• _ENTRIES SHOWN_
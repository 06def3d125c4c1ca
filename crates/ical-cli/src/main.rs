//! `ical-events` CLI: list the events of an iCalendar file or URL within a time window.
//!
//! ## Usage
//!
//! ```sh
//! # Events of the next 24 hours, as JSON
//! ical-events calendar.ics
//!
//! # A fixed window, read in Asia/Omsk, as text
//! ical-events https://example.com/cal.ics --tz Asia/Omsk \
//!     --after 2017-01-01 --before 2017-01-06 --format text
//!
//! # Reader settings from a TOML file, overridden by ICAL_* variables
//! ICAL_READER__INVALID_EVENTS=strict ical-events cal.ics --config ical.toml
//! ```

use std::path::Path;
use std::time::Duration;

use anyhow::{anyhow, Context, Result};
use chrono::{DateTime, NaiveDate, NaiveDateTime, NaiveTime, TimeZone, Utc};
use chrono_tz::Tz;
use clap::{Parser, ValueEnum};
use ical_engine::source::HttpSource;
use ical_engine::{AnySource, CalendarEvents, CalendarReader, Interval, ReaderConfig};
use serde::Deserialize;
use tracing_subscriber::EnvFilter;

#[derive(Parser)]
#[command(
    name = "ical-events",
    version,
    about = "List iCalendar events within a time window"
)]
struct Cli {
    /// Calendar file path, file:// URL, or http(s)/webcal URL
    source: String,

    /// Window start (inclusive): RFC 3339, or a local date/date-time in --tz [default: now]
    #[arg(long)]
    after: Option<String>,

    /// Window end (exclusive): RFC 3339, or a local date/date-time in --tz
    #[arg(long, conflicts_with = "hours")]
    before: Option<String>,

    /// Window length in hours when --before is not given
    #[arg(long, default_value_t = 24)]
    hours: i64,

    /// IANA timezone the window is read in
    #[arg(long, default_value = "UTC")]
    tz: String,

    /// TOML file with reader settings
    #[arg(long)]
    config: Option<String>,

    /// Output format
    #[arg(long, value_enum, default_value_t = Format::Json)]
    format: Format,

    /// Log progress to stderr (overridden by RUST_LOG)
    #[arg(short, long)]
    verbose: bool,
}

#[derive(Clone, Copy, ValueEnum)]
enum Format {
    Json,
    Text,
}

/// Settings read from the config file and `ICAL_*` environment variables.
#[derive(Debug, Deserialize)]
#[serde(default)]
struct Settings {
    reader: ReaderConfig,
    http_timeout_secs: u64,
}

impl Default for Settings {
    fn default() -> Self {
        Settings {
            reader: ReaderConfig::default(),
            http_timeout_secs: 30,
        }
    }
}

fn main() -> Result<()> {
    let cli = Cli::parse();
    init_tracing(cli.verbose);

    let settings = load_settings(cli.config.as_deref())?;
    let tz: Tz = cli
        .tz
        .parse()
        .map_err(|_| anyhow!("Unknown timezone: '{}'", cli.tz))?;

    let after = match cli.after.as_deref() {
        Some(raw) => parse_instant(raw, tz)?,
        None => Utc::now().with_timezone(&tz),
    };
    let before = match cli.before.as_deref() {
        Some(raw) => parse_instant(raw, tz)?,
        None => chrono::Duration::try_hours(cli.hours)
            .and_then(|length| after.checked_add_signed(length))
            .ok_or_else(|| anyhow!("Window of {} hours is out of range", cli.hours))?,
    };
    let interval = Interval::new(after, before).context("Invalid time window")?;
    tracing::debug!(after = %interval.after(), before = %interval.before(), tz = %tz, "query window");

    let http = HttpSource::with_timeout(Duration::from_secs(settings.http_timeout_secs))
        .context("Failed to set up HTTP client")?;
    let reader = CalendarReader::new(AnySource::with_http(http), settings.reader);
    let calendar = reader
        .read_calendar(&cli.source, &interval)
        .with_context(|| format!("Failed to read calendar: {}", cli.source))?;

    match cli.format {
        Format::Json => println!("{}", serde_json::to_string_pretty(&calendar)?),
        Format::Text => print_text(&calendar, tz),
    }
    Ok(())
}

fn init_tracing(verbose: bool) {
    let default = if verbose { "ical_engine=debug,info" } else { "warn" };
    let filter = EnvFilter::try_from_default_env().unwrap_or_else(|_| EnvFilter::new(default));
    tracing_subscriber::fmt()
        .with_env_filter(filter)
        .with_writer(std::io::stderr)
        .init();
}

/// Layer the optional TOML file under `ICAL_` environment variables.
fn load_settings(path: Option<&str>) -> Result<Settings> {
    let mut builder = config::Config::builder();
    if let Some(path) = path {
        if !Path::new(path).exists() {
            anyhow::bail!("Config file not found: {}", path);
        }
        builder = builder.add_source(config::File::with_name(path).format(config::FileFormat::Toml));
    }
    builder
        .add_source(
            config::Environment::with_prefix("ICAL")
                .prefix_separator("_")
                .separator("__")
                .try_parsing(true),
        )
        .build()
        .and_then(config::Config::try_deserialize)
        .context("Failed to load settings")
}

/// Parse an RFC 3339 instant, or a date / date-time read as wall-clock time in `tz`.
fn parse_instant(raw: &str, tz: Tz) -> Result<DateTime<Tz>> {
    if let Ok(dt) = DateTime::parse_from_rfc3339(raw) {
        return Ok(dt.with_timezone(&tz));
    }
    let local = NaiveDateTime::parse_from_str(raw, "%Y-%m-%dT%H:%M:%S")
        .or_else(|_| NaiveDateTime::parse_from_str(raw, "%Y-%m-%d %H:%M:%S"))
        .or_else(|_| NaiveDate::parse_from_str(raw, "%Y-%m-%d").map(|d| d.and_time(NaiveTime::MIN)))
        .with_context(|| format!("Invalid time: '{}'", raw))?;
    tz.from_local_datetime(&local)
        .earliest()
        .ok_or_else(|| anyhow!("Time '{}' does not exist in {}", raw, tz))
}

fn print_text(calendar: &CalendarEvents, tz: Tz) {
    if let Some(name) = &calendar.name {
        println!("# {}", name);
    }
    for event in &calendar.events {
        let start = event.start.with_timezone(&tz);
        let when = if event.all_day {
            start.format("%Y-%m-%d").to_string()
        } else {
            start.format("%Y-%m-%d %H:%M").to_string()
        };
        match &event.location {
            Some(location) => println!("{}  {} @ {}", when, event.title, location),
            None => println!("{}  {}", when, event.title),
        }
    }
    if calendar.skipped > 0 {
        eprintln!("{} invalid event(s) skipped", calendar.skipped);
    }
}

• _WHAT NEEDS TO BE DONE_
Wherever "Omsk" occurs in the records above, copy the line it sits in.

• _RESULT FOR THIS TASK_
//! # A fixed window, read in Asia/Omsk, as text
//! ical-events https://example.com/cal.ics --tz Asia/Omsk \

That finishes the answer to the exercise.